When children need a heart valve replacement, the standard of care is mechanical valves or preserved non-living tissue. Because these options do not grow as the child does, the patients need replacement valves as they grow, and they need blood thinners for mechanical valves. But a groundbreaking procedure performed by Duke surgeons in 2025—based on research they conducted at Duke—offers a path to a less risky, and more sustainable, option for pediatric heart valve transplant.

The process began with research into partial heart transplants. A study by Professor of Surgery Joseph Turek, MD, PhD, MBA, along with Assistant Professor of Surgery Douglas Overbey, MD, MPH, and General Surgery resident Lillian Kang, MD, published in JAMA in 2024 found that aortic and pulmonary valves that they transplanted into a neonatal patient in the world’s first partial heart transplant in 2022 did indeed grow along with the patient, with a good outcome at the patient’s first birthday.

Building on that research, a team of Duke surgeons led by Dr. Turek performed the world’s first living mitral valve replacement, which benefitted three pediatric patients. The set of procedures began when one 11-year-old patient received a full heart transplant.
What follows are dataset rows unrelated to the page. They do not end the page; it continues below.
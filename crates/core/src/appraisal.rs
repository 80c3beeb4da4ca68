//! Appraisal entity and the request payloads that create or edit one.
//!
//! `status` is deliberately absent from every payload here: status changes go
//! through [`crate::lifecycle::LifecycleEngine`] only.

use serde::{Deserialize, Serialize};
use validator::Validate;

use crate::error::CoreError;
use crate::status::AppraisalStatus;
use crate::types::{Date, DbId, Rating, Timestamp};
use crate::validation::{
    normalize_optional_text, not_blank, validate_payload, validate_period,
};

/// One appraisal of one employee within one cycle.
#[derive(Debug, Clone, PartialEq, Eq, Serialize)]
pub struct Appraisal {
    pub id: DbId,
    pub employee_id: DbId,
    pub appraisal_cycle: String,
    pub start_date: Date,
    pub end_date: Date,
    pub overall_rating: Option<Rating>,
    pub status: AppraisalStatus,
    pub created_at: Timestamp,
    pub updated_at: Timestamp,
}

/// Request body for creating an appraisal.
#[derive(Debug, Clone, Deserialize, Validate)]
pub struct CreateAppraisal {
    pub employee_id: DbId,
    #[validate(custom(function = "not_blank"), length(max = 64))]
    pub appraisal_cycle: String,
    pub start_date: Date,
    pub end_date: Date,
}

/// A validated, normalized appraisal ready to be inserted in `pending`.
#[derive(Debug, Clone, PartialEq, Eq)]
pub struct NewAppraisal {
    pub employee_id: DbId,
    pub appraisal_cycle: String,
    pub start_date: Date,
    pub end_date: Date,
}

impl CreateAppraisal {
    pub fn into_validated(self) -> Result<NewAppraisal, CoreError> {
        validate_payload(&self)?;
        validate_period(self.start_date, self.end_date)?;
        Ok(NewAppraisal {
            employee_id: self.employee_id,
            appraisal_cycle: self.appraisal_cycle.trim().to_string(),
            start_date: self.start_date,
            end_date: self.end_date,
        })
    }
}

/// Request body for editing an appraisal's descriptive fields.
///
/// Unknown fields (including `status` and `overall_rating`) are rejected at
/// deserialization.
#[derive(Debug, Clone, Default, Deserialize, Validate)]
#[serde(deny_unknown_fields)]
pub struct UpdateAppraisal {
    #[validate(length(max = 64))]
    pub appraisal_cycle: Option<String>,
    pub start_date: Option<Date>,
    pub end_date: Option<Date>,
}

/// The full set of descriptive fields after an edit has been merged in.
#[derive(Debug, Clone, PartialEq, Eq)]
pub struct AppraisalDetails {
    pub appraisal_cycle: String,
    pub start_date: Date,
    pub end_date: Date,
}

impl UpdateAppraisal {
    /// Merge this edit over `current`, validating the resulting period.
    pub fn merge_into(self, current: &Appraisal) -> Result<AppraisalDetails, CoreError> {
        validate_payload(&self)?;
        if self
            .appraisal_cycle
            .as_deref()
            .is_some_and(|c| c.trim().is_empty())
        {
            return Err(CoreError::Validation(
                "appraisal_cycle: must not be blank".to_string(),
            ));
        }

        let details = AppraisalDetails {
            appraisal_cycle: normalize_optional_text(self.appraisal_cycle)
                .unwrap_or_else(|| current.appraisal_cycle.clone()),
            start_date: self.start_date.unwrap_or(current.start_date),
            end_date: self.end_date.unwrap_or(current.end_date),
        };
        validate_period(details.start_date, details.end_date)?;
        Ok(details)
    }
}

/// Request body for `PUT /appraisals/{id}/status`.
#[derive(Debug, Clone, Deserialize)]
pub struct StatusUpdateRequest {
    pub status: String,
}

/// Request body for finalizing an appraisal.
#[derive(Debug, Clone, Deserialize, Validate)]
pub struct FinalizeRequest {
    #[validate(required, range(min = 1, max = 5, message = "must be between 1 and 5"))]
    pub overall_rating: Option<Rating>,
    /// Accepted for compatibility with existing clients; not stored.
    #[validate(length(max = 10000))]
    pub comments: Option<String>,
}

#[derive(Debug, Clone, PartialEq, Eq)]
pub struct Finalization {
    pub overall_rating: Rating,
    pub comments: Option<String>,
}

impl FinalizeRequest {
    pub fn into_validated(self) -> Result<Finalization, CoreError> {
        validate_payload(&self)?;
        let overall_rating = self
            .overall_rating
            .ok_or_else(|| CoreError::Validation("overall_rating: required".to_string()))?;
        Ok(Finalization {
            overall_rating,
            comments: normalize_optional_text(self.comments),
        })
    }
}

#[cfg(test)]
mod tests {
    use assert_matches::assert_matches;
    use chrono::Utc;

    use super::*;

    fn date(y: i32, m: u32, d: u32) -> Date {
        Date::from_ymd_opt(y, m, d).unwrap()
    }

    fn existing() -> Appraisal {
        Appraisal {
            id: 1,
            employee_id: 2,
            appraisal_cycle: "2024-Q1".into(),
            start_date: date(2024, 1, 1),
            end_date: date(2024, 3, 31),
            overall_rating: None,
            status: AppraisalStatus::Pending,
            created_at: Utc::now(),
            updated_at: Utc::now(),
        }
    }

    #[test]
    fn create_trims_cycle_label() {
        let input = CreateAppraisal {
            employee_id: 5,
            appraisal_cycle: "  2024-Q2 ".into(),
            start_date: date(2024, 4, 1),
            end_date: date(2024, 6, 30),
        };
        let new = input.into_validated().unwrap();
        assert_eq!(new.appraisal_cycle, "2024-Q2");
        assert_eq!(new.employee_id, 5);
    }

    #[test]
    fn create_rejects_blank_cycle_and_inverted_period() {
        let blank = CreateAppraisal {
            employee_id: 5,
            appraisal_cycle: " ".into(),
            start_date: date(2024, 4, 1),
            end_date: date(2024, 6, 30),
        };
        assert_matches!(blank.into_validated(), Err(CoreError::Validation(_)));

        let inverted = CreateAppraisal {
            employee_id: 5,
            appraisal_cycle: "2024-Q2".into(),
            start_date: date(2024, 6, 30),
            end_date: date(2024, 4, 1),
        };
        assert_matches!(
            inverted.into_validated(),
            Err(CoreError::Validation(msg)) if msg.starts_with("end_date")
        );
    }

    #[test]
    fn update_merges_only_supplied_fields() {
        let edit = UpdateAppraisal {
            appraisal_cycle: Some("2024-H1".into()),
            end_date: Some(date(2024, 6, 30)),
            ..Default::default()
        };
        let details = edit.merge_into(&existing()).unwrap();
        assert_eq!(details.appraisal_cycle, "2024-H1");
        assert_eq!(details.start_date, date(2024, 1, 1));
        assert_eq!(details.end_date, date(2024, 6, 30));
    }

    #[test]
    fn update_validates_the_merged_period() {
        let edit = UpdateAppraisal {
            start_date: Some(date(2024, 5, 1)),
            ..Default::default()
        };
        assert_matches!(edit.merge_into(&existing()), Err(CoreError::Validation(_)));
    }

    #[test]
    fn update_refuses_status_field() {
        let parsed: Result<UpdateAppraisal, _> =
            serde_json::from_str(r#"{"status": "completed"}"#);
        assert!(parsed.is_err());
    }

    #[test]
    fn finalize_rating_bounds() {
        for rating in [1, 5] {
            let req = FinalizeRequest {
                overall_rating: Some(rating),
                comments: None,
            };
            assert_eq!(req.into_validated().unwrap().overall_rating, rating);
        }
        for rating in [0, 6] {
            let req = FinalizeRequest {
                overall_rating: Some(rating),
                comments: None,
            };
            assert_matches!(req.into_validated(), Err(CoreError::Validation(_)));
        }
        let missing = FinalizeRequest {
            overall_rating: None,
            comments: Some("great year".into()),
        };
        assert_matches!(missing.into_validated(), Err(CoreError::Validation(_)));
    }
}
The valves from the heart that she was born with were then donated in a pair of operations, to one 14-year-old patient and another nine-year-old patient. All three children are thriving as of the time of publication.

Referring to this pioneering procedure built on a foundation of research conducted at Duke, Dr. Turek said, “To think that the lives of three girls could be saved after one full-heart donation is amazing.”